Clustering is part of the unsupervised machine learning methods. Contrary to supervised methods, in unsupervised methods there is not a straightforward approach to determine the "best" model among a set of models that were trained on a certain dataset.

Nonetheless, there are some quantitative measures. Most of them are based on the concept of "how much are the points in a certain cluster more similar between themself than with the points in different clusters?" I suggest you take a look at the scikit-learn documentation on clustering evaluation. Take a look at all the techniques that do not require labels_true (i.e. at all the unsupervised techniques). Once you have a quantitative measure about the "goodness" of a certain clustering, you usually observe how this quantity evolves while changing the number of clusters; this approach is called Elbow Method.

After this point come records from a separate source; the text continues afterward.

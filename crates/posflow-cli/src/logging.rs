//! Logging setup: console plus an optional daily rolling file.

use posflow_core::{config_dir, LoggingSettings};
use std::path::PathBuf;
use tracing_appender::rolling::{RollingFileAppender, Rotation};
use tracing_subscriber::{fmt, layer::SubscriberExt, util::SubscriberInitExt, EnvFilter, Layer};

pub fn log_dir() -> PathBuf {
    config_dir().join("logs")
}

/// `RUST_LOG` wins over the configured level.
fn filter(level: &str) -> EnvFilter {
    EnvFilter::try_from_default_env().unwrap_or_else(|_| EnvFilter::new(level))
}

/// Initialize logging. `verbose` raises the console level to `debug`.
pub fn setup(settings: &LoggingSettings, verbose: bool) {
    let level = if verbose { "debug" } else { settings.level.as_str() };

    // Console output goes to stderr so stdout stays for command output.
    let console_layer = fmt::layer()
        .with_target(true)
        .with_writer(std::io::stderr)
        .with_filter(filter(level));

    let file_layer = if settings.file {
        let dir = log_dir();
        if let Err(e) = std::fs::create_dir_all(&dir) {
            eprintln!("Warning: Failed to create log directory {:?}: {}", dir, e);
            None
        } else {
            let appender = RollingFileAppender::new(Rotation::DAILY, &dir, "posflow.log");
            Some(
                fmt::layer()
                    .with_target(true)
                    .with_ansi(false)
                    .with_writer(appender)
                    .with_filter(filter(&settings.level)),
            )
        }
    } else {
        None
    };

    let result = tracing_subscriber::registry()
        .with(console_layer)
        .with(file_layer)
        .try_init();
    if let Err(e) = result {
        eprintln!("Warning: logging already initialized: {}", e);
        return;
    }

    if settings.file {
        tracing::info!("File logging enabled: {:?}", log_dir());
    }
}
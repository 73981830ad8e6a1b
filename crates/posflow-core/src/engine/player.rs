//! Player: runs a sequence on its own thread.

use super::{EngineEvent, Executor, RunReport, StateCell};
use crate::{ActionSequence, ExecError, SessionState};
use crossbeam_channel::Receiver;
use std::sync::Arc;
use std::thread::{self, JoinHandle};
use tracing::info;

/// Handle to a running player thread.
pub struct PlayerHandle {
    events: Receiver<EngineEvent>,
    state: StateCell,
    thread: JoinHandle<Result<RunReport, ExecError>>,
}

impl PlayerHandle {
    /// Event stream of the underlying executor.
    pub fn events(&self) -> &Receiver<EngineEvent> {
        &self.events
    }

    pub fn state(&self) -> SessionState {
        self.state.get()
    }

    pub fn is_finished(&self) -> bool {
        self.thread.is_finished()
    }

    /// Wait for the run to end. A panic on the player thread is re-raised.
    pub fn join(self) -> Result<RunReport, ExecError> {
        match self.thread.join() {
            Ok(result) => result,
            Err(panic) => std::panic::resume_unwind(panic),
        }
    }
}

pub struct Player;

impl Player {
    /// Run `sequence` on a new thread. With `arm`, the thread first waits for
    /// a `Start` signal; a terminal signal during that wait ends the run as
    /// `Cancelled` without executing anything.
    pub fn spawn(
        executor: Arc<Executor>,
        sequence: ActionSequence,
        loops: u32,
        arm: bool,
    ) -> PlayerHandle {
        let events = executor.events();
        let state = executor.state_cell();

        let thread = thread::spawn(move || {
            info!("Player thread started");
            let result = if arm {
                executor.run_armed(&sequence, loops, None)
            } else {
                executor.run(&sequence, loops)
            };
            info!("Player thread exiting");
            result
        });

        PlayerHandle {
            events,
            state,
            thread,
        }
    }
}
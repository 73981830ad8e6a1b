//! Windows monitor enumeration and DPI awareness.

use super::Display;
use crate::{PlatformError, PlatformResult};
use posflow_core::MonitorBox;
use std::ptr;
use std::sync::Once;
use tracing::{info, warn};
use windows_sys::Win32::Foundation::{BOOL, LPARAM, RECT};
use windows_sys::Win32::Graphics::Gdi::{
    EnumDisplayMonitors, GetMonitorInfoW, HDC, HMONITOR, MONITORINFO, MONITORINFOF_PRIMARY,
};

static DPI_INIT: Once = Once::new();

/// Set the process DPI awareness to Per-Monitor V2 so monitor bounds, hook
/// positions and injected coordinates all use physical pixels.
///
/// Must run before any window or monitor query.
pub fn set_dpi_aware() {
    DPI_INIT.call_once(|| unsafe {
        const DPI_AWARENESS_CONTEXT_PER_MONITOR_AWARE_V2: isize = -4;

        #[link(name = "user32")]
        extern "system" {
            fn SetProcessDpiAwarenessContext(value: isize) -> i32;
        }

        if SetProcessDpiAwarenessContext(DPI_AWARENESS_CONTEXT_PER_MONITOR_AWARE_V2) != 0 {
            info!("Set Per-Monitor V2 DPI awareness");
        } else {
            warn!("Failed to set Per-Monitor V2 DPI awareness, coordinates may be scaled");
        }
    });
}

unsafe extern "system" fn enum_monitor(
    hmonitor: HMONITOR,
    _hdc: HDC,
    _rect: *mut RECT,
    lparam: LPARAM,
) -> BOOL {
    let displays = &mut *(lparam as *mut Vec<Display>);

    let mut info: MONITORINFO = std::mem::zeroed();
    info.cbSize = std::mem::size_of::<MONITORINFO>() as u32;
    if GetMonitorInfoW(hmonitor, &mut info) != 0 {
        let rect = info.rcMonitor;
        displays.push(Display {
            bounds: MonitorBox::new(
                rect.left,
                rect.top,
                (rect.right - rect.left).max(0) as u32,
                (rect.bottom - rect.top).max(0) as u32,
            ),
            primary: info.dwFlags & MONITORINFOF_PRIMARY != 0,
        });
    }
    1
}

pub(super) fn list_displays() -> PlatformResult<Vec<Display>> {
    let mut displays: Vec<Display> = Vec::new();
    let ok = unsafe {
        EnumDisplayMonitors(
            ptr::null_mut(),
            ptr::null(),
            Some(enum_monitor),
            &mut displays as *mut Vec<Display> as LPARAM,
        )
    };
    if ok == 0 {
        return Err(PlatformError::CaptureFailed(
            "EnumDisplayMonitors failed".into(),
        ));
    }
    Ok(displays)
}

Here is some code that uses K-Means algorithm with all possible K values from 2 to 30, calculates various scores for each K value, and stores all scores in a DataFrame.

seed_random = 1

fitted_kmeans = {}
labels_kmeans = {}
df_scores = []
k_values_to_try = np.arange(2, 31)
for n_clusters in k_values_to_try:
    
    #Perform clustering.
    kmeans = KMeans(n_clusters=n_clusters,
                    random_state=seed_random,
                    )
    labels_clusters = kmeans.fit_predict(X)
    
    #Insert fitted model and calculated cluster labels in dictionaries,
    #for further reference.
    fitted_kmeans[n_clusters] = kmeans
    labels_kmeans[n_clusters] = labels_clusters
    
    #Calculate various scores, and save them for further reference.
    silhouette = silhouette_score(X, labels_clusters)
    ch = calinski_harabasz_score(X, labels_clusters)
    db = davies_bouldin_score(X, labels_clusters)
    tmp_scores = {"n_clusters": n_clusters,
                  "silhouette_score": silhouette,
                  "calinski_harabasz_score": ch,
                  "davies_bouldin_score": db,
                  }
    df_scores.append(tmp_scores)

#Create a DataFrame of clustering scores, using `n_clusters` as index, for easier plotting.
df_scores = pd.DataFrame(df_scores)
df_scores.set_index("n_clusters", inplace=True)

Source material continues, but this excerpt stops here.